In Le Pâquier about 293 or (31.4%) of the population have completed non-mandatory upper secondary education, and 118 or (12.6%) have completed additional higher education (either university or a Fachhochschule). Of the 118 who completed tertiary schooling, 62.7% were Swiss men, 26.3% were Swiss women, 6.8% were non-Swiss men and 4.2% were non-Swiss women.

The Canton of Fribourg school system provides one year of non-obligatory Kindergarten, followed by six years of Primary school. This is followed by three years of obligatory lower Secondary school where the students are separated according to ability and aptitude. Following the lower Secondary students may attend a three or four year optional upper Secondary school. The upper Secondary school is divided into gymnasium (university preparatory) and vocational programs. After they finish the upper Secondary program, students may choose to attend a Tertiary school or continue their apprenticeship.

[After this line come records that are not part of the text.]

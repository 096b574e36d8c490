//! Control-flow graph cleanup.
//!
//! Removes blocks unreachable from the entry, threads jumps through trivial
//! jump-only blocks, and merges single-predecessor blocks into their
//! predecessor. Phi nodes are kept consistent with the surviving predecessor
//! sets at every step.

use std::collections::{HashMap, HashSet};

use super::{substitute_values, Transform, TransformCategory};
use crate::ir::{Function, Instruction, Value};

#[derive(Default)]
pub struct CfgSimplify;

impl Transform for CfgSimplify {
    fn name(&self) -> &'static str {
        "cfg_simplify"
    }

    fn description(&self) -> &'static str {
        "Removes unreachable blocks, threads trivial jumps, merges straight-line blocks"
    }

    fn category(&self) -> TransformCategory {
        TransformCategory::ControlFlowOptimization
    }

    fn apply(&self, func: &mut Function) -> Result<bool, String> {
        if func.blocks.is_empty() {
            return Ok(false);
        }
        let mut changed = false;
        for _ in 0..16 {
            let round = remove_unreachable(func)
                | thread_jumps(func)
                | merge_straight_line(func);
            if !round {
                break;
            }
            changed = true;
        }
        Ok(changed)
    }
}

/// Drop blocks not reachable from the entry and prune phi inputs from
/// vanished or non-predecessor blocks.
pub(crate) fn remove_unreachable(func: &mut Function) -> bool {
    if func.blocks.is_empty() {
        return false;
    }
    let mut reachable: HashSet<String> = HashSet::new();
    let mut worklist = vec![func.blocks[0].label.clone()];
    while let Some(label) = worklist.pop() {
        if !reachable.insert(label.clone()) {
            continue;
        }
        if let Some(block) = func.get_block(&label) {
            for succ in block.successors() {
                worklist.push(succ.to_string());
            }
        }
    }

    let before = func.blocks.len();
    func.blocks.retain(|b| reachable.contains(&b.label));
    let removed = func.blocks.len() != before;

    prune_phis(func) | removed
}

/// Rewrite phi incoming lists to match the actual predecessor sets. Phis
/// reduced to one input are replaced by that value.
pub(crate) fn prune_phis(func: &mut Function) -> bool {
    let mut preds: HashMap<String, HashSet<String>> = HashMap::new();
    for block in &func.blocks {
        for succ in block.successors() {
            preds
                .entry(succ.to_string())
                .or_default()
                .insert(block.label.clone());
        }
    }

    let mut subst: HashMap<String, Value> = HashMap::new();
    let mut changed = false;
    for block in &mut func.blocks {
        let block_preds = preds.get(&block.label).cloned().unwrap_or_default();
        let mut keep = Vec::with_capacity(block.instructions.len());
        for mut instr in block.instructions.drain(..) {
            if let Instruction::Phi {
                result, incoming, ..
            } = &mut instr
            {
                let before = incoming.len();
                incoming.retain(|(_, label)| block_preds.contains(label));
                if incoming.len() != before {
                    changed = true;
                }
                if incoming.len() == 1 {
                    subst.insert(result.clone(), incoming[0].0.clone());
                    changed = true;
                    continue;
                }
            }
            keep.push(instr);
        }
        block.instructions = keep;
    }
    substitute_values(func, &subst);
    changed
}

/// Redirect edges that target a block containing only `jmp X` straight to
/// `X`. Skipped when the final target has phis, which would need new
/// incoming entries per rerouted edge.
fn thread_jumps(func: &mut Function) -> bool {
    let mut simple_jumps: HashMap<String, String> = HashMap::new();
    for block in &func.blocks {
        if block.instructions.len() == 1 {
            if let Instruction::Jmp { target_label } = &block.instructions[0] {
                if target_label != &block.label {
                    simple_jumps.insert(block.label.clone(), target_label.clone());
                }
            }
        }
    }
    if simple_jumps.is_empty() {
        return false;
    }

    fn resolve(map: &HashMap<String, String>, mut tgt: String) -> String {
        let mut seen = HashSet::new();
        while let Some(next) = map.get(&tgt) {
            if !seen.insert(tgt.clone()) {
                break;
            }
            tgt = next.clone();
        }
        tgt
    }

    let has_phis: HashSet<String> = func
        .blocks
        .iter()
        .filter(|b| {
            b.instructions
                .iter()
                .any(|i| matches!(i, Instruction::Phi { .. }))
        })
        .map(|b| b.label.clone())
        .collect();

    let mut changed = false;
    let entry = func.blocks[0].label.clone();
    for block in &mut func.blocks {
        if let Some(last) = block.instructions.last_mut() {
            let mut retarget = |label: &mut String| {
                if simple_jumps.contains_key(label) {
                    let resolved = resolve(&simple_jumps, label.clone());
                    if resolved != *label && !has_phis.contains(&resolved) && resolved != entry {
                        *label = resolved;
                        changed = true;
                    }
                }
            };
            match last {
                Instruction::Jmp { target_label } => retarget(target_label),
                Instruction::Br {
                    true_label,
                    false_label,
                    ..
                } => {
                    retarget(true_label);
                    retarget(false_label);
                }
                _ => {}
            }
        }
    }
    if changed {
        remove_unreachable(func);
    }
    changed
}

/// Merge `B` into `A` when `A` ends with `jmp B` and `B` has no other
/// predecessor. Successor phis referencing `B` are relabeled to `A`.
fn merge_straight_line(func: &mut Function) -> bool {
    let mut pred_count: HashMap<String, usize> = HashMap::new();
    for block in &func.blocks {
        for succ in block.successors() {
            *pred_count.entry(succ.to_string()).or_default() += 1;
        }
    }

    let entry = match func.blocks.first() {
        Some(b) => b.label.clone(),
        None => return false,
    };

    // Find one merge candidate per round.
    let mut merge: Option<(String, String)> = None;
    for block in &func.blocks {
        if let Some(Instruction::Jmp { target_label }) = block.instructions.last() {
            if target_label != &block.label
                && target_label != &entry
                && pred_count.get(target_label) == Some(&1)
            {
                merge = Some((block.label.clone(), target_label.clone()));
                break;
            }
        }
    }
    let (a_label, b_label) = match merge {
        Some(m) => m,
        None => return false,
    };

    let b_index = func.blocks.iter().position(|b| b.label == b_label).unwrap();
    let mut b_block = func.blocks.remove(b_index);

    // B's phis have exactly one predecessor (A); fold them to their value.
    let mut subst: HashMap<String, Value> = HashMap::new();
    b_block.instructions.retain(|instr| {
        if let Instruction::Phi {
            result, incoming, ..
        } = instr
        {
            if let Some((value, _)) = incoming.first() {
                subst.insert(result.clone(), value.clone());
            }
            false
        } else {
            true
        }
    });

    let b_hints = b_block.hints.clone();
    let a_block = func.get_block_mut(&a_label).unwrap();
    a_block.instructions.pop(); // drop the jmp
    a_block.instructions.append(&mut b_block.instructions);
    a_block.hints.extend(b_hints);

    // Successor phis that named B as a predecessor now come from A.
    for block in &mut func.blocks {
        for instr in &mut block.instructions {
            if let Instruction::Phi { incoming, .. } = instr {
                for (_, label) in incoming.iter_mut() {
                    if *label == b_label {
                        *label = a_label.clone();
                    }
                }
            }
        }
    }

    substitute_values(func, &subst);
    true
}

#[cfg(test)]
mod tests {
    use super::*;
    use crate::parser::parse_module;

    fn get(src: &str, name: &str) -> Function {
        parse_module(src).unwrap().get_function(name).unwrap().clone()
    }

    #[test]
    fn test_unreachable_block_removed() {
        let mut func = get(
            r#"
            fn @f() -> i32 {
              entry:
                ret.i32 1
              orphan:
                ret.i32 2
            }
        "#,
            "f",
        );
        assert!(CfgSimplify.apply(&mut func).unwrap());
        assert_eq!(func.blocks.len(), 1);
        assert_eq!(func.blocks[0].label, "entry");
    }

    #[test]
    fn test_merge_straight_line() {
        let mut func = get(
            r#"
            fn @f(i32 %x) -> i32 {
              entry:
                %a = add.i32 %x, 1
                jmp next
              next:
                %b = add.i32 %a, 2
                ret.i32 %b
            }
        "#,
            "f",
        );
        assert!(CfgSimplify.apply(&mut func).unwrap());
        assert_eq!(func.blocks.len(), 1);
        assert_eq!(func.blocks[0].instructions.len(), 3);
    }

    #[test]
    fn test_jump_threading() {
        let mut func = get(
            r#"
            fn @f(bool %c) -> i32 {
              entry:
                br %c, hop, out
              hop:
                jmp out
              out:
                ret.i32 0
            }
        "#,
            "f",
        );
        assert!(CfgSimplify.apply(&mut func).unwrap());
        // hop is bypassed and then unreachable.
        assert!(func.get_block("hop").is_none());
    }

    #[test]
    fn test_phi_pruned_after_branch_removal() {
        let mut func = get(
            r#"
            fn @f(i32 %x) -> i32 {
              entry:
                jmp join
              other:
                jmp join
              join:
                %v = phi.i32 [%x, entry], [0, other]
                ret.i32 %v
            }
        "#,
            "f",
        );
        assert!(CfgSimplify.apply(&mut func).unwrap());
        // `other` is unreachable; the phi folds to %x and blocks merge.
        assert_eq!(func.blocks.len(), 1);
        match func.blocks[0].instructions.last().unwrap() {
            Instruction::Ret { value, .. } => assert_eq!(value, &Some(Value::var("x"))),
            other => panic!("Expected ret, got {:?}", other),
        }
    }

    #[test]
    fn test_loop_not_destroyed() {
        let src = r#"
            fn @f(i32 %n) -> i32 {
              entry:
                jmp header
              header:
                %i = phi.i32 [0, entry], [%next, header]
                %next = add.i32 %i, 1
                %c = lt.i32 %next, %n
                br %c, header, exit
              exit:
                ret.i32 %next
            }
        "#;
        let mut func = get(src, "f");
        CfgSimplify.apply(&mut func).unwrap();
        // The self-loop must survive; only entry may merge away.
        assert!(func.get_block("header").is_some());
        let header = func.get_block("header").unwrap();
        assert!(header
            .instructions
            .iter()
            .any(|i| matches!(i, Instruction::Phi { .. })));
    }
}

During the 2010–11 school year, there were a total of 132 students attending 8 classes in Le Pâquier. A total of 252 students from the municipality attended any school, either in the municipality or outside of it. There were 2 kindergarten classes with a total of 23 students in the municipality. The municipality had 6 primary classes and 109 students. During the same year, there were no lower secondary classes in the municipality, but 46 students attended lower secondary school in a neighboring municipality. There were no upper Secondary classes or vocational classes, but there were 31 upper Secondary students and 42 upper Secondary vocational students who attended classes in another municipality. The municipality had no non-university Tertiary classes, but there were 2 specialized Tertiary students who attended classes in another municipality.

As of 2000, there were 5 students in Le Pâquier who came from another municipality, while 75 residents attended schools outside the municipality.